This document summarizes the internship of a student at Culture Machine, a data science company. The internship objectives were to learn about working in a professional environment and assess career fit. Key projects included developing an algorithm to search for memes by image matching and building a prediction model using SVM to classify memes and non-memes. The internship helped enhance communication skills and technical knowledge in areas like machine learning, image processing, and Python libraries. Overall, the experience provided valuable insight into a career in data science.
2. CONTENTS
1. Acknowledgement
2. (a) Introduction
(b) Internship Objectives
(c) Personal Developments Target
3. Project Details
(a) Searching Algorithm for Memes
(b) Prediction Model using SVM Algorithm
4.Other Tasks and Activities
5.Reflection
6.Conclusion
3. ACKNOWLEDGEMENT
The internship opportunity I had with Culture Machine was a
great chance for learning and professional development.

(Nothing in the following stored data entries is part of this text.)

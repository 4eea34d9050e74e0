//! One tracked entity inside a unit of work.
//!
//! An [`EntityEntry`] is the context's record of a single managed instance:
//! its identity, status tag, the last-known persisted column snapshot (the
//! basis for per-column dirty diffing), the membership snapshot of owned
//! collections (the basis for orphan removal), and the optimistic version
//! value. The entry holds only a [`Weak`] reference to the live object --
//! the caller owns the object, the context owns the bookkeeping.
//!
//! [`Weak`]: std::sync::Weak

use std::collections::BTreeMap;

use tidemark_types::{EntityHandle, Ident, Value, WeakEntityHandle};

/// The lifecycle tag of a tracked entity.
#[derive(Debug, Clone, Copy, PartialEq, Eq)]
pub enum EntryStatus {
    /// Registered for insertion; no row exists yet.
    New,
    /// Loaded from or written to the database; updates flow on flush.
    Managed,
    /// Scheduled for deletion; the entry is dropped once the delete runs.
    Removed,
    /// Tracked for repeatable reads but never written.
    ReadOnly,
}

/// The context's record of one managed instance.
#[derive(Debug)]
pub struct EntityEntry {
    ident: Ident,
    status: EntryStatus,
    live: WeakEntityHandle,
    /// Last-known persisted column values; `None` until the first
    /// successful insert (or the load that produced the entry).
    snapshot: Option<BTreeMap<String, Value>>,
    /// Identity membership of owned to-many associations at load / last
    /// flush, keyed by association name. Children that disappear from the
    /// live collection relative to this snapshot are orphans.
    children: BTreeMap<String, Vec<Ident>>,
    /// Current optimistic version value, if the type is versioned.
    version: Option<i64>,
    /// A lock request asked for a version increment at the next flush.
    force_version_bump: bool,
    /// `mark_dirty` was called: plan an update even if the diff is empty.
    force_dirty: bool,
}

impl EntityEntry {
    /// Create an entry for a live instance in the given status.
    pub fn new(ident: Ident, live: &EntityHandle, status: EntryStatus) -> Self {
        Self {
            ident,
            status,
            live: std::sync::Arc::downgrade(live),
            snapshot: None,
            children: BTreeMap::new(),
            version: None,
            force_version_bump: false,
            force_dirty: false,
        }
    }

    /// The entry's identity.
    pub const fn ident(&self) -> &Ident {
        &self.ident
    }

    /// The current status tag.
    pub const fn status(&self) -> EntryStatus {
        self.status
    }

    /// Set the status tag.
    pub const fn set_status(&mut self, status: EntryStatus) {
        self.status = status;
    }

    /// Upgrade the weak reference to the live object, if it still exists.
    pub fn live(&self) -> Option<EntityHandle> {
        self.live.upgrade()
    }

    /// Whether this entry tracks the given live instance.
    pub fn tracks(&self, handle: &EntityHandle) -> bool {
        self.live
            .upgrade()
            .is_some_and(|l| std::sync::Arc::ptr_eq(&l, handle))
    }

    /// The persisted column snapshot, if one exists.
    pub const fn snapshot(&self) -> Option<&BTreeMap<String, Value>> {
        self.snapshot.as_ref()
    }

    /// Replace the persisted column snapshot.
    pub fn set_snapshot(&mut self, snapshot: BTreeMap<String, Value>) {
        self.snapshot = Some(snapshot);
    }

    /// Merge freshly-written column values into the snapshot.
    pub fn merge_snapshot(&mut self, written: impl IntoIterator<Item = (String, Value)>) {
        let snapshot = self.snapshot.get_or_insert_with(BTreeMap::new);
        for (column, value) in written {
            snapshot.insert(column, value);
        }
    }

    /// The owned-collection membership snapshot.
    pub const fn children(&self) -> &BTreeMap<String, Vec<Ident>> {
        &self.children
    }

    /// Replace the owned-collection membership snapshot.
    pub fn set_children(&mut self, children: BTreeMap<String, Vec<Ident>>) {
        self.children = children;
    }

    /// The current optimistic version value.
    pub const fn version(&self) -> Option<i64> {
        self.version
    }

    /// Set the optimistic version value.
    pub const fn set_version(&mut self, version: i64) {
        self.version = Some(version);
    }

    /// Request a version increment at the next flush.
    pub const fn force_version_bump(&mut self) {
        self.force_version_bump = true;
    }

    /// Whether a version increment was requested.
    pub const fn version_bump_forced(&self) -> bool {
        self.force_version_bump
    }

    /// Clear the version-increment request (after the flush honors it).
    pub const fn clear_version_bump(&mut self) {
        self.force_version_bump = false;
    }

    /// Force an update at the next flush regardless of the diff.
    pub const fn mark_dirty(&mut self) {
        self.force_dirty = true;
    }

    /// Whether an update was forced.
    pub const fn dirty_forced(&self) -> bool {
        self.force_dirty
    }

    /// Clear the forced-dirty flag.
    pub const fn clear_dirty(&mut self) {
        self.force_dirty = false;
    }

    /// Re-key the entry after its pending key was assigned.
    pub fn rekey(&mut self, ident: Ident) {
        self.ident = ident;
    }

    /// Column-by-column diff of `current` against the snapshot.
    ///
    /// Returns the columns whose values differ (or are new). With no
    /// snapshot, every column counts as changed.
    pub fn dirty_columns(
        &self,
        current: &BTreeMap<String, Value>,
    ) -> BTreeMap<String, Value> {
        let Some(snapshot) = &self.snapshot else {
            return current.clone();
        };
        current
            .iter()
            .filter(|(column, value)| snapshot.get(*column) != Some(*value))
            .map(|(column, value)| (column.clone(), value.clone()))
            .collect()
    }
}

#[cfg(test)]
mod tests {
    use super::*;
    use tidemark_types::Entity;

    fn entry_with_snapshot() -> (EntityEntry, EntityHandle) {
        let handle = Entity::new("Book")
            .with_key(Value::Int(1))
            .with_field("title", "Dune")
            .into_handle();
        let mut entry = EntityEntry::new(
            Ident::assigned("Book", Value::Int(1)),
            &handle,
            EntryStatus::Managed,
        );
        entry.set_snapshot(BTreeMap::from([
            ("id".to_owned(), Value::Int(1)),
            ("title".to_owned(), Value::from("Dune")),
        ]));
        (entry, handle)
    }

    #[test]
    fn diff_reports_only_changed_columns() {
        let (entry, _handle) = entry_with_snapshot();
        let current = BTreeMap::from([
            ("id".to_owned(), Value::Int(1)),
            ("title".to_owned(), Value::from("Dune Messiah")),
        ]);
        let dirty = entry.dirty_columns(&current);
        assert_eq!(dirty.len(), 1);
        assert_eq!(dirty.get("title"), Some(&Value::from("Dune Messiah")));
    }

    #[test]
    fn diff_without_snapshot_reports_everything() {
        let handle = Entity::new("Book").into_handle();
        let entry = EntityEntry::new(Ident::pending("Book", 1), &handle, EntryStatus::New);
        let current = BTreeMap::from([("title".to_owned(), Value::from("Dune"))]);
        assert_eq!(entry.dirty_columns(&current).len(), 1);
    }

    #[test]
    fn weak_reference_does_not_keep_object_alive() {
        let handle = Entity::new("Book").into_handle();
        let entry = EntityEntry::new(Ident::pending("Book", 1), &handle, EntryStatus::New);
        assert!(entry.live().is_some());
        drop(handle);
        assert!(entry.live().is_none());
    }

    #[test]
    fn tracks_compares_pointer_identity() {
        let (entry, handle) = entry_with_snapshot();
        let other = Entity::new("Book").with_key(Value::Int(1)).into_handle();
        assert!(entry.tracks(&handle));
        assert!(!entry.tracks(&other));
    }
}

Therefore, I consider myself as a very lucky individual as I was
provided with an opportunity to be a part of it. I am also grateful
for having a chance to meet so many wonderful people and
professionals who led me through this period.
For this opportunity, I would like to thank:
Amit Garde , who is the Head of Engineering of Culture
Machine,Pune and my intern mentor. He always emphasised on the
fact to go in the depth of the field and guided me through my
internship with advice and feedback despite his busy schedule.
Meghana Negi, who is the research engineer and my internship
coach. I want to thank her for giving me the opportunity to do my
internship at the company.She helped me during my internship by
giving me feedback and tips on how to handle and approach
situations. She had always time to answer all my questions
concerning my internship.
Furthermore, I would like to thank Arvind Hulgeri, Abhishek Kolipey
and Jaju who were really helpful and created a good environment to
work in.
Besides my internship, I really enjoyed my stay in Pune. It was a
great experience and I want to thank everybody for it.
4. RECOGNISING VISUAL MEMES
Introduction
This report is a short description of my one and half month internship
carried out in the data science team at Culture Machine.
Internship Objectives:
● To see what it is like to work in a professional environment
● To see if this kind of work is a possibility for my future career
Personal Development Targets:
I set up personal developments targets to practise, improve and
develop during my internship.
● To enhance my communication skills
● To improve my knowledge in the field of Data Science.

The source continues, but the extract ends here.